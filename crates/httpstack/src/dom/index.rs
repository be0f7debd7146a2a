// Copyright 2019-2026 Maravilla Labs, operated by SOLUTAS GmbH, Switzerland
// SPDX-License-Identifier: Apache-2.0
// SPDX-License-Identifier: MIT

//! Derived lookup tables over the attached part of a tree.

use super::{DomTree, NodeId, NodeKind};
use std::collections::HashMap;

/// Document order, tag and id lookups. Rebuilt wholesale after each mutation.
#[derive(Debug, Clone, Default)]
pub(crate) struct QueryIndex {
    position: HashMap<NodeId, usize>,
    by_tag: HashMap<String, Vec<NodeId>>,
    by_id: HashMap<String, NodeId>,
    generation: u64,
}

impl QueryIndex {
    pub(crate) fn build(tree: &DomTree, generation: u64) -> Self {
        let mut index = Self {
            generation,
            ..Self::default()
        };
        let mut order = 0;
        tree.traverse(tree.root(), |tree, node| {
            index.position.insert(node, order);
            order += 1;
            if let NodeKind::Element(element) = tree.kind(node) {
                index
                    .by_tag
                    .entry(element.name.clone())
                    .or_default()
                    .push(node);
                if let Some(id) = element.attribute("id") {
                    index.by_id.entry(id.to_string()).or_insert(node);
                }
            }
        });
        index
    }

    pub(crate) fn position(&self, node: NodeId) -> Option<usize> {
        self.position.get(&node).copied()
    }

    pub(crate) fn by_tag(&self, tag: &str) -> &[NodeId] {
        self.by_tag.get(tag).map(|v| v.as_slice()).unwrap_or(&[])
    }

    pub(crate) fn by_id(&self, id: &str) -> Option<NodeId> {
        self.by_id.get(id).copied()
    }

    pub(crate) fn generation(&self) -> u64 {
        self.generation
    }
}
-------------------------
Please print out every entry again, exactly as it reads.

■ Solution below ■
filename crates/httpstack/src/dom/index.rs
repository be0f7debd7146a2a
// Copyright 2019-2026 Maravilla Labs, operated by SOLUTAS GmbH, Switzerland
// SPDX-License-Identifier: Apache-2.0
// SPDX-License-Identifier: MIT

//! Derived lookup tables over the attached part of a tree.

use super::{DomTree, NodeId, NodeKind};
use std::collections::HashMap;

/// Document order, tag and id lookups. Rebuilt wholesale after each mutation.
#[derive(Debug, Clone, Default)]
pub(crate) struct QueryIndex {
    position: HashMap<NodeId, usize>,
    by_tag: HashMap<String, Vec<NodeId>>,
    by_id: HashMap<String, NodeId>,
    generation: u64,
}

impl QueryIndex {
    pub(crate) fn build(tree: &DomTree, generation: u64) -> Self {
        let mut index = Self {
            generation,
            ..Self::default()
        };
        let mut order = 0;
        tree.traverse(tree.root(), |tree, node| {
            index.position.insert(node, order);
            order += 1;
            if let NodeKind::Element(element) = tree.kind(node) {
                index
                    .by_tag
                    .entry(element.name.clone())
                    .or_default()
                    .push(node);
                if let Some(id) = element.attribute("id") {
                    index.by_id.entry(id.to_string()).or_insert(node);
                }
            }
        });
        index
    }

    pub(crate) fn position(&self, node: NodeId) -> Option<usize> {
        self.position.get(&node).copied()
    }

    pub(crate) fn by_tag(&self, tag: &str) -> &[NodeId] {
        self.by_tag.get(tag).map(|v| v.as_slice()).unwrap_or(&[])
    }

    pub(crate) fn by_id(&self, id: &str) -> Option<NodeId> {
        self.by_id.get(id).copied()
    }

    pub(crate) fn generation(&self) -> u64 {
        self.generation
    }
}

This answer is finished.